Dia menjelaskan kondisi ekonomi global sudah semakin kuat dan akan tumbuh lebih baik dari yang diperkirakan. "Ini didorong oleh perbaikan ekonomi di Amerika Serikat (AS) yang didukung perbaikan dari lapangan kerjanya dan adanya potensi kenaikan inflasi," kata Agus.

Agus menjelaskan tahun ini masih ada kemungkinan The Federal Reserve (The Fed) untuk menaikkan bunga acuan sebanyak 2 kali. Kemungkinan tahun 2019 juga ada kenaikan sebanyak 3 kali. Menurut Agus itu semuanya sudah masuk dalam kajian BI.
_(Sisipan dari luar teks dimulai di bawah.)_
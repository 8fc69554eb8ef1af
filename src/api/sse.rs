//! Incremental decoder for `text/event-stream` bodies.
//!
//! Chunks may split lines (and UTF-8 sequences) anywhere, so bytes are buffered
//! until a full line is available. An empty line dispatches the pending event.

use futures::stream::{self, BoxStream, Stream, StreamExt};

use super::ApiError;

/// Upper bound on a single buffered line or event payload (1MB).
const MAX_EVENT_SIZE: usize = 1024 * 1024;

/// One dispatched server-sent event.
#[derive(Debug, Clone, PartialEq, Eq)]
pub struct SseEvent {
    pub event: Option<String>,
    pub id: Option<String>,
    pub data: String,
}

#[derive(Debug, Default)]
pub struct SseDecoder {
    buffer: Vec<u8>,
    data: Vec<String>,
    event: Option<String>,
    id: Option<String>,
}

impl SseDecoder {
    /// Feed a chunk of bytes and return every event completed by it.
    pub fn feed(&mut self, chunk: &[u8]) -> Result<Vec<SseEvent>, ApiError> {
        self.buffer.extend_from_slice(chunk);

        let mut events = Vec::new();
        while let Some(pos) = self.buffer.iter().position(|b| *b == b'\n') {
            let line: Vec<u8> = self.buffer.drain(..=pos).collect();
            let line = String::from_utf8_lossy(&line[..line.len() - 1]);
            let line = line.strip_suffix('\r').unwrap_or(&line);
            if let Some(event) = self.process_line(line)? {
                events.push(event);
            }
        }

        if self.buffer.len() > MAX_EVENT_SIZE {
            return Err(ApiError::ResponseTooLarge);
        }
        Ok(events)
    }

    fn process_line(&mut self, line: &str) -> Result<Option<SseEvent>, ApiError> {
        if line.is_empty() {
            return Ok(self.dispatch());
        }
        if line.starts_with(':') {
            // Keepalive comment
            return Ok(None);
        }

        let (field, value) = match line.split_once(':') {
            Some((field, value)) => (field, value.strip_prefix(' ').unwrap_or(value)),
            None => (line, ""),
        };

        match field {
            "data" => {
                let pending: usize = self.data.iter().map(String::len).sum();
                if pending.saturating_add(value.len()) > MAX_EVENT_SIZE {
                    return Err(ApiError::ResponseTooLarge);
                }
                self.data.push(value.to_string());
            }
            "event" => self.event = Some(value.to_string()),
            "id" => self.id = Some(value.to_string()),
            // `retry` is a browser reconnection hint; reconnect timing is ours to decide.
            "retry" => {}
            other => tracing::trace!(field = %other, "Ignoring unknown SSE field"),
        }
        Ok(None)
    }

    fn dispatch(&mut self) -> Option<SseEvent> {
        let event = self.event.take();
        if self.data.is_empty() {
            return None;
        }
        let data = std::mem::take(&mut self.data).join("\n");
        Some(SseEvent {
            event,
            id: self.id.clone(),
            data,
        })
    }
}

/// Turn a byte stream into a stream of decoded events.
///
/// Decoding stops after the first error.
pub fn decode<S, B, E>(bytes: S) -> BoxStream<'static, Result<SseEvent, ApiError>>
where
    S: Stream<Item = Result<B, E>> + Send + 'static,
    B: AsRef<[u8]> + 'static,
    E: Into<ApiError> + 'static,
{
    let mut decoder = SseDecoder::default();
    let mut failed = false;

    bytes
        .map(move |chunk| {
            if failed {
                return Vec::new();
            }
            let decoded = match chunk {
                Ok(chunk) => decoder.feed(chunk.as_ref()),
                Err(e) => Err(e.into()),
            };
            match decoded {
                Ok(events) => events.into_iter().map(Ok).collect(),
                Err(e) => {
                    failed = true;
                    vec![Err(e)]
                }
            }
        })
        .flat_map(stream::iter)
        .boxed()
}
"Kenaikkan FFR yang teratur ini membuat negara maju mengarah normalisasi kebijakan moneter. Sehingga era suku bunga tinggi akan terealisasi secara bertahap. BI akan mewaspadai itu," ujarnya.

Agus menjelaskan, ini juga untuk merespon dampak perkembangan dunia termasuk aliran dana dari negara berkembang termasuk Indonesia.


Agus Martowardojo juga menjelaskan Bi siap menempuh langkah kebijakan moneter yang lebih kuat, ini termasuk penyesuain kembali bunga acuan untuk menjaga stabilitas perekonomian di sisa tahun.

"Jika seandainya kita mengeluarkan bauran seperti saat ini dan kondisi mengharuskan untuk kami kembali menyesuaikan maka kami tidak ragu," ujarnya.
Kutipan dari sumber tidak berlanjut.